I have to apologize for having been away so long. Let me explain. My computer has been in a state of chronic disrepair and most weekends it decides to revolt whenever I even consider using it for longer than 30 minutes. I think it reads my mind like the kids in Village of the Damned, a horrible film that I watched on crappy cable television one day when my computer didn’t work. Anywho, there’s also this pesky recurring problem of work eating my real life, which makes late night blogging nearly impossible. At this point, my maid spends more hours in my house than I do and it’s sad. Last, I’ve been preparing to come back to the U.S. in full force. This means, I’ve etched out a travel itinerary and started telling friends to prepare for my imminent arrival. And, I’ve been working on my new pet project – clothing design – in full force. The hope is that when I come back to ‘Murica, I can shop it around, get some feedback, and be inspired for new wears. Aside from the former, I can say… all good things… but that’s no excuse not to write.

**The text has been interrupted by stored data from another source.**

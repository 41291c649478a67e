//! Storage probe (C4), metadata extractor driver (C5), and download
//! executor (C6) ports.

use async_trait::async_trait;
use std::sync::Arc;

use crate::domain::{Provider, Track};
use crate::errors::AppError;

/// Query free space on a filesystem path (C4).
#[async_trait]
pub trait StorageProbe: Send + Sync {
    /// Bytes free on the filesystem containing `path`. Errors from the
    /// underlying filesystem call are surfaced as `AppError::Internal`
    /// (`storage_probe_failed`).
    async fn available_bytes(&self, path: &str) -> Result<u64, AppError>;

    /// Convenience wrapper: `available_bytes(path) >= gb * 1e9`.
    async fn has_at_least(&self, path: &str, gb: f64) -> Result<bool, AppError> {
        let available = self.available_bytes(path).await?;
        #[allow(clippy::cast_precision_loss)]
        let available_gb = available as f64 / 1_000_000_000.0;
        Ok(available_gb >= gb)
    }
}

/// Partial metadata harvested from the Extractor's probe-mode output.
///
/// All fields except `provider_id` may be absent -- incomplete metadata
/// is tolerated by the `Media` domain type.
#[derive(Clone, Debug, PartialEq)]
pub struct MediaCandidate {
    pub title: Option<String>,
    pub artist: Option<String>,
    pub album: Option<String>,
    pub album_artist: Option<String>,
    pub year: Option<i32>,
    pub cover_url: Option<String>,
    pub duration: Option<u32>,
    pub provider_id: String,
    pub tracks: Option<Vec<Track>>,
}

/// Invoke the Extractor in probe mode and parse its metadata output (C5).
#[async_trait]
pub trait MetadataExtractor: Send + Sync {
    /// Spawns the Extractor with dump-metadata arguments chosen by
    /// `{provider, kind}`, reads stdout to completion, and parses it as a
    /// single JSON document.
    ///
    /// Failure modes (all mapped to `AppError::Internal`, since metadata
    /// failures are always swallowed by callers): extractor exits
    /// non-zero, the output fails to parse as JSON, or the url is
    /// unclassifiable.
    async fn fetch_metadata(
        &self,
        url: &str,
        provider: Provider,
        kind: crate::domain::MediaKind,
    ) -> Result<MediaCandidate, AppError>;
}

/// Called with each throttled progress update as the Extractor reports
/// lines on stderr. `percent` is already clamped to `[0, 99]` during
/// execution; the executor emits a final `100` on success.
pub type ProgressCallback = Arc<dyn Fn(i32) + Send + Sync>;

/// Called exactly once, immediately after the subprocess is spawned and
/// before its stderr is read, so `process_id` is observable mid-run and
/// `cancel` has something to act on even while the download is still
/// streaming progress.
pub type ProcessIdCallback = Arc<dyn Fn(u32) + Send + Sync>;

/// Outcome of a successful [`DownloadExecutor::execute`] call.
#[derive(Clone, Debug, PartialEq, Eq)]
pub struct ExecuteOutcome {
    pub file_path: String,
    pub process_id: u32,
}

/// Spawn the Extractor in fetch mode, stream progress, and support
/// cancellation (C6).
#[async_trait]
pub trait DownloadExecutor: Send + Sync {
    /// Builds a provider-specific argv (audio extraction, quality,
    /// thumbnail, metadata embedding, output template), spawns the
    /// subprocess, records it in a live-process registry keyed by
    /// `process_id`, and streams throttled progress via `on_progress`.
    ///
    /// `on_process_id` is invoked as soon as the OS process id is known
    /// (immediately post-spawn), before stderr is read.
    ///
    /// On a zero exit, emits `on_progress(100)` and returns
    /// `{file_path, process_id}`. On non-zero exit, fails with
    /// `AppError::Internal` describing the exit code and a tail of
    /// stderr. The registry entry is removed on both paths.
    async fn execute(
        &self,
        url: &str,
        provider: Provider,
        on_progress: ProgressCallback,
        on_process_id: ProcessIdCallback,
    ) -> Result<ExecuteOutcome, AppError>;

    /// Terminate the process identified by `process_id` with a forceful
    /// kill signal. Safe to call concurrently with `execute`'s own
    /// completion path.
    async fn cancel(&self, process_id: u32) -> Result<(), AppError>;
}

I had a friend and colleague in town from India for about 2 weeks. As the hubs and I say, “we fell in love in a hopeless place,” and she reminded us of every little detail. More so than anything else, she brought some much-needed familiarity and Indian cultural references back into our lives. So, we took her out to eat king prawns and she taught us how to make chole bhature at home – it took all of 30 minutes to make!  It went a little something like this:

IMG_2328  IMG_2331 IMG_2333 IMG_2334 IMG_2336 IMG_2337

Shortly thereafter, I considered writing to you all about how awesome our Indo-African meal turned out, but then my computer revolted and I slipped into a food coma.

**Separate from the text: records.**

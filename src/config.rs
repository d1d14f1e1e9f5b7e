//! Configuration loading and validation.
//!
//! Loads `config.toml` from `$HEARTH_CONFIG` or `~/.hearth/config.toml`.
//! Every field has a default, so an empty file is a valid config.
//!
//! Precedence: env vars > config file > defaults.

use std::path::{Path, PathBuf};
use std::time::Duration;

use anyhow::Context;
use serde::Deserialize;

/// Top-level configuration.
#[derive(Debug, Clone, Default, Deserialize)]
#[serde(default)]
pub struct Config {
    /// WhatsApp bridge settings.
    pub whatsapp: WhatsAppConfig,

    /// Pairing (self-service whitelist enrollment) settings.
    pub pairing: PairingConfig,

    /// Connection watchdog and reconnect timing.
    pub connection: ConnectionConfig,

    /// Outbox retry policy.
    pub outbox: OutboxConfig,

    /// Heartbeat task runner settings.
    pub heartbeat: HeartbeatConfig,

    /// LLM backend settings.
    pub assistant: AssistantConfig,

    /// Filesystem locations.
    pub paths: PathsConfig,
}

/// WhatsApp bridge configuration.
#[derive(Debug, Clone, Deserialize)]
#[serde(default)]
pub struct WhatsAppConfig {
    /// Base URL of the bridge sidecar HTTP API.
    pub bridge_url: String,

    /// Docker image used by `hearth link` to run the sidecar.
    pub sidecar_image: String,

    /// Phone numbers whitelisted at startup without pairing.
    pub allowed_users: Vec<String>,
}

impl Default for WhatsAppConfig {
    fn default() -> Self {
        Self {
            bridge_url: default_bridge_url(),
            sidecar_image: "ghcr.io/pycckuu/hearth-whatsapp:latest".to_owned(),
            allowed_users: Vec::new(),
        }
    }
}

/// Pairing guard configuration.
#[derive(Clone, Deserialize)]
#[serde(default)]
pub struct PairingConfig {
    /// Pairing token. `None` (and no env override) disables pairing.
    pub token: Option<String>,

    /// Failed attempts inside one window before the sender is locked out.
    pub max_failures: u32,

    /// Length of the failure-counting window in seconds.
    pub window_secs: u64,

    /// Lockout duration in seconds.
    pub block_secs: u64,
}

impl std::fmt::Debug for PairingConfig {
    fn fmt(&self, f: &mut std::fmt::Formatter<'_>) -> std::fmt::Result {
        f.debug_struct("PairingConfig")
            .field("token", &self.token.as_ref().map(|_| "__REDACTED__"))
            .field("max_failures", &self.max_failures)
            .field("window_secs", &self.window_secs)
            .field("block_secs", &self.block_secs)
            .finish()
    }
}

impl Default for PairingConfig {
    fn default() -> Self {
        Self {
            token: None,
            max_failures: 5,
            window_secs: 15 * 60,
            block_secs: 15 * 60,
        }
    }
}

/// Connection Manager timing.
#[derive(Debug, Clone, Deserialize)]
#[serde(default)]
pub struct ConnectionConfig {
    /// How long a connection may sit in `Connecting` before it is torn down.
    pub connecting_timeout_ms: u64,

    /// Delay before reconnecting after a recoverable close.
    pub reconnect_delay_ms: u64,
}

impl Default for ConnectionConfig {
    fn default() -> Self {
        Self {
            connecting_timeout_ms: 20_000,
            reconnect_delay_ms: 3_000,
        }
    }
}

impl ConnectionConfig {
    /// Watchdog timeout as a [`Duration`].
    pub fn connecting_timeout(&self) -> Duration {
        Duration::from_millis(self.connecting_timeout_ms)
    }

    /// Reconnect delay as a [`Duration`].
    pub fn reconnect_delay(&self) -> Duration {
        Duration::from_millis(self.reconnect_delay_ms)
    }
}

/// Outbox retry policy.
#[derive(Debug, Clone, Deserialize)]
#[serde(default)]
pub struct OutboxConfig {
    /// First retry delay; doubles on every further failure.
    pub base_delay_ms: u64,

    /// Attempts before a message is dropped.
    pub max_retries: u32,

    /// How often the poller looks for due messages.
    pub poll_interval_secs: u64,
}

impl Default for OutboxConfig {
    fn default() -> Self {
        Self {
            base_delay_ms: 60_000,
            max_retries: 5,
            poll_interval_secs: 30,
        }
    }
}

/// Heartbeat scheduler settings.
#[derive(Debug, Clone, Deserialize)]
#[serde(default)]
pub struct HeartbeatConfig {
    /// Whether `hearth start` runs the heartbeat.
    pub enabled: bool,

    /// Minutes between ticks.
    pub interval_minutes: u64,

    /// Consecutive failures that trigger one proactive notification.
    pub notify_after_failures: u32,

    /// Accepted for compatibility; tick cadence does not back off.
    pub base_delay_ms: u64,

    /// Accepted for compatibility; tick cadence does not back off.
    pub max_delay_ms: u64,

    /// Task descriptions handed to the task runner on every tick.
    pub tasks: Vec<String>,
}

impl Default for HeartbeatConfig {
    fn default() -> Self {
        Self {
            enabled: true,
            interval_minutes: 30,
            notify_after_failures: 3,
            base_delay_ms: 60_000,
            max_delay_ms: 30 * 60_000,
            tasks: Vec::new(),
        }
    }
}

impl HeartbeatConfig {
    /// Tick period. Clamped to at least one minute.
    pub fn interval(&self) -> Duration {
        Duration::from_secs(self.interval_minutes.max(1).saturating_mul(60))
    }
}

/// OpenAI-compatible LLM backend settings.
#[derive(Debug, Clone, Deserialize)]
#[serde(default)]
pub struct AssistantConfig {
    /// API base URL (without `/v1/chat/completions`).
    pub base_url: String,

    /// Model identifier.
    pub model: String,

    /// Environment variable holding the API key.
    pub api_key_env: String,

    /// Conversation turns kept per user.
    pub max_history: usize,

    /// Extra system prompt text.
    pub system_prompt: Option<String>,
}

impl Default for AssistantConfig {
    fn default() -> Self {
        Self {
            base_url: "https://api.openai.com".to_owned(),
            model: "gpt-4o-mini".to_owned(),
            api_key_env: "OPENAI_API_KEY".to_owned(),
            max_history: 20,
            system_prompt: None,
        }
    }
}

/// Filesystem locations.
#[derive(Debug, Clone, Default, Deserialize)]
#[serde(default)]
pub struct PathsConfig {
    /// Data directory. Defaults to `~/.hearth`.
    pub data_dir: Option<PathBuf>,
}

fn default_bridge_url() -> String {
    "http://127.0.0.1:3001".to_owned()
}

impl Config {
    /// Parse a TOML string into config.
    ///
    /// # Errors
    ///
    /// Returns an error if the TOML is malformed or fails validation.
    pub fn from_toml(toml_str: &str) -> anyhow::Result<Self> {
        let config: Config = toml::from_str(toml_str).context("failed to parse config TOML")?;
        config.validate()?;
        Ok(config)
    }

    /// Apply environment variable overrides.
    ///
    /// Takes a resolver so tests do not have to mutate the process environment.
    pub fn apply_overrides(&mut self, env: impl Fn(&str) -> Option<String>) {
        if let Some(v) = env("HEARTH_BRIDGE_URL") {
            self.whatsapp.bridge_url = v;
        }
        if let Some(v) = env("HEARTH_PAIR_TOKEN") {
            self.pairing.token = if v.is_empty() { None } else { Some(v) };
        }
        if let Some(v) = env("HEARTH_DATA_DIR") {
            self.paths.data_dir = Some(PathBuf::from(v));
        }
        if let Some(v) = env("HEARTH_HEARTBEAT_INTERVAL_MINUTES") {
            match v.parse() {
                Ok(n) => self.heartbeat.interval_minutes = n,
                Err(_) => tracing::warn!(
                    var = "HEARTH_HEARTBEAT_INTERVAL_MINUTES",
                    value = %v,
                    "ignoring invalid env override"
                ),
            }
        }
    }

    /// Check cross-field constraints serde cannot express.
    ///
    /// # Errors
    ///
    /// Returns an error describing the first invalid field.
    pub fn validate(&self) -> anyhow::Result<()> {
        url::Url::parse(&self.whatsapp.bridge_url)
            .with_context(|| format!("invalid whatsapp.bridge_url {:?}", self.whatsapp.bridge_url))?;
        url::Url::parse(&self.assistant.base_url)
            .with_context(|| format!("invalid assistant.base_url {:?}", self.assistant.base_url))?;
        if self.pairing.max_failures == 0 {
            anyhow::bail!("pairing.max_failures must be at least 1");
        }
        if self.outbox.max_retries == 0 {
            anyhow::bail!("outbox.max_retries must be at least 1");
        }
        if self.outbox.poll_interval_secs == 0 {
            anyhow::bail!("outbox.poll_interval_secs must be at least 1");
        }
        if self.heartbeat.notify_after_failures == 0 {
            anyhow::bail!("heartbeat.notify_after_failures must be at least 1");
        }
        Ok(())
    }

    /// Resolved data directory (configured path or `~/.hearth`).
    ///
    /// # Errors
    ///
    /// Returns an error if no path is configured and the home directory is unknown.
    pub fn data_dir(&self) -> anyhow::Result<PathBuf> {
        match self.paths.data_dir {
            Some(ref dir) => Ok(dir.clone()),
            None => config_dir(),
        }
    }
}

/// Load config from `path`, falling back to defaults when the file is missing,
/// then apply process environment overrides.
///
/// # Errors
///
/// Returns an error if the file exists but cannot be read or parsed.
pub fn load_config(path: &Path) -> anyhow::Result<Config> {
    let mut config = match std::fs::read_to_string(path) {
        Ok(contents) => {
            tracing::debug!(path = %path.display(), "loading config from file");
            toml::from_str(&contents)
                .with_context(|| format!("failed to parse config at {}", path.display()))?
        }
        Err(e) if e.kind() == std::io::ErrorKind::NotFound => {
            tracing::debug!(path = %path.display(), "no config file found, using defaults");
            Config::default()
        }
        Err(e) => {
            return Err(anyhow::anyhow!(
                "failed to read config at {}: {e}",
                path.display()
            ))
        }
    };
    config.apply_overrides(|key| std::env::var(key).ok());
    config.validate()?;
    Ok(config)
}

/// Resolve the config file path: `$HEARTH_CONFIG` or `~/.hearth/config.toml`.
///
/// # Errors
///
/// Returns an error if the home directory cannot be determined.
pub fn config_path() -> anyhow::Result<PathBuf> {
    config_path_with(|key| std::env::var(key).ok())
}

fn config_path_with(env: impl Fn(&str) -> Option<String>) -> anyhow::Result<PathBuf> {
    if let Some(p) = env("HEARTH_CONFIG") {
        return Ok(PathBuf::from(p));
    }
    Ok(config_dir()?.join("config.toml"))
}

/// Resolve the default config directory (`~/.hearth/`).
///
/// # Errors
///
/// Returns an error if the home directory cannot be determined.
pub fn config_dir() -> anyhow::Result<PathBuf> {
    let home = directories::BaseDirs::new()
        .ok_or_else(|| anyhow::anyhow!("cannot determine home directory"))?;
    Ok(home.home_dir().join(".hearth"))
}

Over the weekend, I went to the Zouk festival in Maputo where I saw Kassav live and made it a point to dance like a fool to “zouk la se sel medikaman nou ni ,” because I didn’t know any of the other songs. Then I embarked on a series of South African travels, which landed me in Durban during the xenophobic riots (which I didn’t see at all) and Nelspruit just after the Mozambique – South Africa border re-opened. Let’s say, I was freaked out more by the reports than by anything else. I honestly didn’t see anything out of the ordinary in South Africa while I was there. Most of the violence took place in what seem to be townships and the protests against xenophobia seemed to be in the city center. I saw some of the latter, but it seemed peaceful and heavily policed. There certainly were lots of South Africans apologizing for the actions of the few. They kept asking if I was ok and saying things like “we’re not all like this” and “this gives South Africa a bad name.” I can imagine it’s how my fellow Black Americans feel now with the cop killings and the protests & riots thereafter. It’s a combo of ashamed and fed up, and not always at the people the media would make out to be ‘the bad guy.’ The parallels are abundant and the acts equally as senseless.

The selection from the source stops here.